[Your goal]
Looking through the data, please report how many lines contain the string "then", giving nothing but the number.

[The data]
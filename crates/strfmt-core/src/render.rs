//! Drive parsed segments against a materialized argument list.
//!
//! Arguments are consumed left to right: `*` width, then `.*` precision,
//! then the conversion value. Missing arguments render the directive as
//! nothing; surplus arguments are ignored.

use crate::args::FormatArg;
use crate::printf::{
    FormatSegment, FormatSpec, LengthMod, Precision, Width, format_char, format_float,
    format_null_str, format_pointer, format_signed, format_str, format_unsigned,
    parse_format_string,
};
use crate::sink::{CountingSink, FormatSink, SliceSink};

/// Independent read position over an argument slice.
///
/// Each pass creates its own cursor, so the slice itself is never consumed.
#[derive(Debug, Clone)]
pub struct ArgCursor<'s, 'a> {
    args: &'s [FormatArg<'a>],
    next: usize,
}

impl<'s, 'a> ArgCursor<'s, 'a> {
    #[must_use]
    pub const fn new(args: &'s [FormatArg<'a>]) -> Self {
        Self { args, next: 0 }
    }

    /// Take the next argument, if any remain.
    pub fn next_arg(&mut self) -> Option<FormatArg<'a>> {
        let arg = self.args.get(self.next).copied();
        if arg.is_some() {
            self.next += 1;
        }
        arg
    }

    /// Arguments consumed so far.
    #[must_use]
    pub const fn consumed(&self) -> usize {
        self.next
    }
}

/// Render every segment into `out`.
pub fn render_segments<S: FormatSink + ?Sized>(
    segments: &[FormatSegment<'_>],
    args: &[FormatArg<'_>],
    out: &mut S,
) {
    let mut cursor = ArgCursor::new(args);
    for seg in segments {
        match seg {
            FormatSegment::Literal(lit) => out.put_slice(lit),
            FormatSegment::Percent => out.put(b'%'),
            FormatSegment::Spec(spec) => render_spec(spec, &mut cursor, out),
        }
    }
}

/// Dry-run pass: exact output length without writing anywhere.
#[must_use]
pub fn measure_segments(segments: &[FormatSegment<'_>], args: &[FormatArg<'_>]) -> usize {
    let mut sink = CountingSink::new();
    render_segments(segments, args, &mut sink);
    sink.count()
}

/// Exact length of `template` formatted with `args`, saturating at
/// `usize::MAX`.
#[must_use]
pub fn measure(template: impl AsRef<[u8]>, args: &[FormatArg<'_>]) -> usize {
    measure_segments(&parse_format_string(template.as_ref()), args)
}

/// Bounded formatting into `buf`, the `vsnprintf` counterpart.
///
/// Writes at most `buf.len() - 1` bytes followed by a NUL. Returns the length
/// the full output would have, so a return value `>= buf.len()` means the
/// output was truncated. An empty `buf` receives nothing.
pub fn format_into(buf: &mut [u8], template: impl AsRef<[u8]>, args: &[FormatArg<'_>]) -> usize {
    let segments = parse_format_string(template.as_ref());
    let Some(body_len) = buf.len().checked_sub(1) else {
        return measure_segments(&segments, args);
    };
    let mut sink = SliceSink::new(&mut buf[..body_len]);
    render_segments(&segments, args, &mut sink);
    let (stored, total) = (sink.stored(), sink.total());
    buf[stored] = 0;
    total
}

fn render_spec<S: FormatSink + ?Sized>(
    spec: &FormatSpec,
    cursor: &mut ArgCursor<'_, '_>,
    out: &mut S,
) {
    let mut resolved = spec.clone();

    if spec.width == Width::FromArg {
        resolved.width = match cursor.next_arg() {
            Some(arg) => {
                let w = arg.register() as u32 as i32;
                if w < 0 {
                    resolved.flags.left_justify = true;
                    resolved.flags.zero_pad = false;
                }
                Width::Fixed(w.unsigned_abs() as usize)
            }
            None => Width::None,
        };
    }
    if spec.precision == Precision::FromArg {
        resolved.precision = match cursor.next_arg() {
            Some(arg) => {
                let p = arg.register() as u32 as i32;
                if p < 0 {
                    Precision::None
                } else {
                    Precision::Fixed(p as usize)
                }
            }
            None => Precision::None,
        };
    }

    if spec.conversion == b'%' {
        out.put(b'%');
        return;
    }

    let Some(arg) = cursor.next_arg() else {
        return;
    };

    match spec.conversion {
        // Counting into the caller's storage needs a pointer we cannot
        // write through; the argument is consumed and nothing is emitted.
        b'n' => {}
        b'd' | b'i' => {
            format_signed(narrow_signed(arg.register(), spec.length), &resolved, out);
        }
        b'u' | b'x' | b'X' | b'o' => {
            format_unsigned(narrow_unsigned(arg.register(), spec.length), &resolved, out);
        }
        b'f' | b'F' | b'e' | b'E' | b'g' | b'G' | b'a' | b'A' => {
            format_float(arg.float_value(), &resolved, out);
        }
        b'c' => format_char(arg.register() as u8, &resolved, out),
        b's' => match arg.str_bytes() {
            Some(s) => format_str(s, &resolved, out),
            None => format_null_str(&resolved, out),
        },
        b'p' => format_pointer(arg.register() as usize, &resolved, out),
        _ => {}
    }
}

/// Narrow a register image to the width selected by the length modifier.
fn narrow_signed(raw: u64, length: LengthMod) -> i64 {
    match length {
        LengthMod::Hh => i64::from(raw as i8),
        LengthMod::H => i64::from(raw as i16),
        LengthMod::L | LengthMod::Ll | LengthMod::J | LengthMod::Z | LengthMod::T => raw as i64,
        LengthMod::None | LengthMod::BigL => i64::from(raw as i32),
    }
}

fn narrow_unsigned(raw: u64, length: LengthMod) -> u64 {
    match length {
        LengthMod::Hh => u64::from(raw as u8),
        LengthMod::H => u64::from(raw as u16),
        LengthMod::L | LengthMod::Ll | LengthMod::J | LengthMod::Z | LengthMod::T => raw,
        LengthMod::None | LengthMod::BigL => u64::from(raw as u32),
    }
}

#[cfg(test)]
mod tests {
    use super::*;

    fn render(template: &str, args: &[FormatArg<'_>]) -> String {
        let mut buf = Vec::new();
        render_segments(&parse_format_string(template.as_bytes()), args, &mut buf);
        String::from_utf8(buf).unwrap()
    }

    #[test]
    fn cursor_never_runs_past_end() {
        let args = [FormatArg::SignedInt(1)];
        let mut cursor = ArgCursor::new(&args);
        assert_eq!(cursor.next_arg(), Some(FormatArg::SignedInt(1)));
        assert_eq!(cursor.next_arg(), None);
        assert_eq!(cursor.consumed(), 1);
    }

    #[test]
    fn star_width_and_precision_consume_in_order() {
        let args = [
            FormatArg::SignedInt(8),
            FormatArg::SignedInt(2),
            FormatArg::Float(1.23456),
        ];
        assert_eq!(render("[%*.*f]", &args), "[    1.23]");
    }

    #[test]
    fn negative_star_width_left_justifies() {
        let args = [FormatArg::SignedInt(-5), FormatArg::SignedInt(42)];
        assert_eq!(render("[%*d]", &args), "[42   ]");
    }

    #[test]
    fn negative_star_precision_is_ignored() {
        let args = [FormatArg::SignedInt(-1), FormatArg::Str(b"hello")];
        assert_eq!(render("%.*s", &args), "hello");
    }

    #[test]
    fn missing_arguments_render_nothing() {
        assert_eq!(render("a%db%sc", &[FormatArg::SignedInt(1)]), "a1bc");
    }

    #[test]
    fn surplus_arguments_are_ignored() {
        let args = [FormatArg::SignedInt(1), FormatArg::SignedInt(2)];
        assert_eq!(render("%d", &args), "1");
    }

    #[test]
    fn length_modifiers_narrow_register() {
        assert_eq!(render("%hhd", &[FormatArg::SignedInt(300)]), "44");
        assert_eq!(render("%hu", &[FormatArg::SignedInt(-1)]), "65535");
        assert_eq!(render("%u", &[FormatArg::SignedInt(-1)]), "4294967295");
        assert_eq!(render("%lu", &[FormatArg::SignedInt(-1)]), "18446744073709551615");
        assert_eq!(render("%d", &[FormatArg::SignedInt(5_000_000_000)]), "705032704");
        assert_eq!(render("%lld", &[FormatArg::SignedInt(5_000_000_000)]), "5000000000");
    }

    #[test]
    fn string_conversion_with_non_string_prints_null() {
        assert_eq!(render("%s", &[FormatArg::Pointer(0)]), "(null)");
        assert_eq!(render("%d", &[FormatArg::Str(b"x")]), "0");
    }

    #[test]
    fn percent_n_consumes_argument_silently() {
        let args = [FormatArg::Pointer(0x1000), FormatArg::SignedInt(9)];
        assert_eq!(render("ab%ncd%d", &args), "abcd9");
    }

    #[test]
    fn malformed_directive_is_literal() {
        assert_eq!(render("%q%d", &[FormatArg::SignedInt(3)]), "%q3");
    }

    #[test]
    fn measure_matches_rendered_length() {
        let args = [
            FormatArg::Str(b"hello"),
            FormatArg::SignedInt(-17),
            FormatArg::Float(2.5),
        ];
        let template = "%-10s|%+5d|%08.3e|%%";
        assert_eq!(measure(template, &args), render(template, &args).len());
    }

    #[test]
    fn format_into_truncates_and_terminates() {
        let mut buf = [0xffu8; 4];
        let args = [FormatArg::from(123), FormatArg::from(456)];
        let total = format_into(&mut buf, "%d-%d", &args);
        assert_eq!(total, 7);
        assert_eq!(&buf, b"123\0");
    }

    #[test]
    fn format_into_fits_exactly() {
        let mut buf = [0u8; 4];
        let total = format_into(&mut buf, "%s", &[FormatArg::from("abc")]);
        assert_eq!(total, 3);
        assert_eq!(&buf, b"abc\0");
    }

    #[test]
    fn format_into_empty_buffer_only_measures() {
        let mut buf: [u8; 0] = [];
        assert_eq!(format_into(&mut buf, "hello", &[]), 5);
    }
}
//! Shared workloads for the strfmt benchmarks.

use strfmt_core::FormatArg;

/// A named template with its arguments.
pub struct Workload {
    pub name: &'static str,
    pub template: &'static str,
    pub args: Vec<FormatArg<'static>>,
}

/// Templates representative of log lines, short labels and numeric output.
#[must_use]
pub fn workloads() -> Vec<Workload> {
    vec![
        Workload {
            name: "literal",
            template: "no directives at all in this template",
            args: vec![],
        },
        Workload {
            name: "label",
            template: "%s-%d",
            args: vec![FormatArg::from("worker"), FormatArg::from(17)],
        },
        Workload {
            name: "log_line",
            template: "[%08x] %-12s %5d bytes in %.3f ms",
            args: vec![
                FormatArg::from(0xdead_beef_u32),
                FormatArg::from("read"),
                FormatArg::from(4096),
                FormatArg::from(0.734),
            ],
        },
        Workload {
            name: "floats",
            template: "%e %g %a",
            args: vec![
                FormatArg::from(6.02214076e23),
                FormatArg::from(0.000123),
                FormatArg::from(1.0 / 3.0),
            ],
        },
    ]
}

[Task result]
2